(Stored data)
- - -
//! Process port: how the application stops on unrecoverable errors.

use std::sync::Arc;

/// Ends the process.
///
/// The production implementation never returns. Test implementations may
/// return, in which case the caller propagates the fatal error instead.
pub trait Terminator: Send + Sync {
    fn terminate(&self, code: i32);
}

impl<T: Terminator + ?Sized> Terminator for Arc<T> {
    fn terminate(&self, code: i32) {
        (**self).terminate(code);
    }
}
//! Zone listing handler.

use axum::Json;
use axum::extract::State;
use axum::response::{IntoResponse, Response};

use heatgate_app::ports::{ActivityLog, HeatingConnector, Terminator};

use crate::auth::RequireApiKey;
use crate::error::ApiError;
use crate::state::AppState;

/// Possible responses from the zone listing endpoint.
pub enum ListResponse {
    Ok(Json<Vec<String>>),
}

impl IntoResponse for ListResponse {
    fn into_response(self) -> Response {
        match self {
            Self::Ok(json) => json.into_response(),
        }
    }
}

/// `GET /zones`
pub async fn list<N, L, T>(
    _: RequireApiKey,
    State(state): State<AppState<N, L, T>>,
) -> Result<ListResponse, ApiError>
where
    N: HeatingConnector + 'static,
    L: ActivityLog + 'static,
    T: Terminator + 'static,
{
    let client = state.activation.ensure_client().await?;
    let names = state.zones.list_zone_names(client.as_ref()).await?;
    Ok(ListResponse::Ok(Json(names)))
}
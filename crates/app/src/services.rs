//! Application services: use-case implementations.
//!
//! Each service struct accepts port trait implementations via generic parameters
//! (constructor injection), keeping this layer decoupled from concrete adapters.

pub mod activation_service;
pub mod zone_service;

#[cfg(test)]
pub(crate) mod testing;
- - -
In the records, how many lines have the word "static" in them? Only the number is needed.

▶ **RESPONSE AREA**:
3